New Paltz was founded in 1678 by French Huguenots settlers, including Louis DuBois, who had taken refuge in Mannheim, Germany, for a brief period of time, being married there in 1655, before emigrating to the Dutch colony of New Netherland in 1660 with his family. Mannheim was a major town of the Palatinate (in German, the Pfalz), at the time a center of Protestantism. The settlers lived in Wiltwyck (present day Kingston, New York) and in 1677 purchased a patent for the land surrounding present day New Paltz from a Lenape tribe known as the Esopus.

The people of Mannheim use a dialect form of the name Pfalz without the "f", pronouncing it "Paltz." Records of the New Paltz Reformed Church, which was formed in 1683, show the name of the settlement was first expressed not in German, nor in English, but in French: Nouveau Palatinat. The community was governed by a kind of corporation called the Duzine, referring to the 12 partners who acquired the royal patent. That form of government continued well past the time of the American Revolution, by special action of the New York State legislature.
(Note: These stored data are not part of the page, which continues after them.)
//! Keys and values as seen by the index.

use serde::{Deserialize, Serialize};
use std::borrow::Cow;
use std::fmt;
use std::hash::Hash;

/// Types usable as cache ids and native cache keys.
///
/// `is_blank` lets the facade reject keys that carry no identity, such as
/// empty strings. Numeric keys are never blank.
pub trait IndexKey: Clone + Eq + Hash + fmt::Debug + Send + Sync + 'static {
    /// Whether this key is unusable as an identifier.
    fn is_blank(&self) -> bool {
        false
    }
}

impl IndexKey for String {
    fn is_blank(&self) -> bool {
        self.trim().is_empty()
    }
}

impl IndexKey for &'static str {
    fn is_blank(&self) -> bool {
        self.trim().is_empty()
    }
}

macro_rules! impl_index_key {
    ($($t:ty),* $(,)?) => {
        $(impl IndexKey for $t {})*
    };
}

impl_index_key!(u8, u16, u32, u64, u128, usize, i8, i16, i32, i64, i128, isize, char);

/// Identity of one index entry: the cache it lives in plus its key there.
///
/// Two caches may hold entries with the same searchable string and even the
/// same native key; the cache id keeps them apart.
#[derive(Debug, Clone, PartialEq, Eq, Hash)]
pub struct EntryKey<I, K> {
    cache_id: I,
    key: K,
}

impl<I, K> EntryKey<I, K> {
    /// Creates a composite key.
    pub fn new(cache_id: I, key: K) -> Self {
        Self { cache_id, key }
    }

    /// The owning cache.
    pub fn cache_id(&self) -> &I {
        &self.cache_id
    }

    /// The key inside the owning cache.
    pub fn key(&self) -> &K {
        &self.key
    }

    /// Splits the composite key into its parts.
    pub fn into_parts(self) -> (I, K) {
        (self.cache_id, self.key)
    }
}

/// A cached value that can be found by prefix.
///
/// `search_key` must return the same string for as long as the value stays
/// cached, otherwise its removal cannot find the indexed path again.
pub trait EntryValue {
    /// The raw searchable string, `None` when the value should not be indexed.
    fn search_key(&self) -> Option<&str>;
}

impl EntryValue for String {
    fn search_key(&self) -> Option<&str> {
        Some(self.as_str())
    }
}

/// Lowercases `raw` one character at a time.
///
/// Unlike [`str::to_lowercase`] this ignores context, so the fold of a prefix
/// is always a prefix of the fold of the whole string (a Greek capital sigma
/// folds to `σ` wherever it appears).
pub fn fold_case(raw: &str) -> String {
    raw.chars().flat_map(char::to_lowercase).collect()
}

/// How a cache's searchable strings are normalized before indexing.
#[derive(Debug, Clone, Copy, PartialEq, Eq, Hash, Default, Serialize, Deserialize)]
#[serde(rename_all = "snake_case")]
pub enum KeyCase {
    /// Strings are indexed exactly as returned by the value.
    #[default]
    Sensitive,
    /// Strings are lowercased before indexing.
    Insensitive,
}

impl KeyCase {
    /// Normalizes a raw searchable string.
    ///
    /// Absent and empty strings yield `None`, meaning "do not index".
    pub fn normalize<'a>(&self, raw: Option<&'a str>) -> Option<Cow<'a, str>> {
        let raw = raw.filter(|raw| !raw.is_empty())?;
        match self {
            KeyCase::Sensitive => Some(Cow::Borrowed(raw)),
            KeyCase::Insensitive => Some(Cow::Owned(fold_case(raw))),
        }
    }

    /// The normalized searchable string of `value`.
    pub fn searchable<'a, V: EntryValue + ?Sized>(&self, value: &'a V) -> Option<Cow<'a, str>> {
        self.normalize(value.search_key())
    }
}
The 40000 acre or so of the patent, stretching to the Hudson River and augmented soon by the other patents on the south, were eventually divided among those twelve partners, their relatives, and a few friends into large plots - part wilderness and part farm. The farms were grouped principally around the heights west and east of the Wallkill River. The commercial center serving the agricultural base was located on the east shore of the Wallkill River, in the area where the first settlers had built their shelters. The street is now known as Huguenot Street.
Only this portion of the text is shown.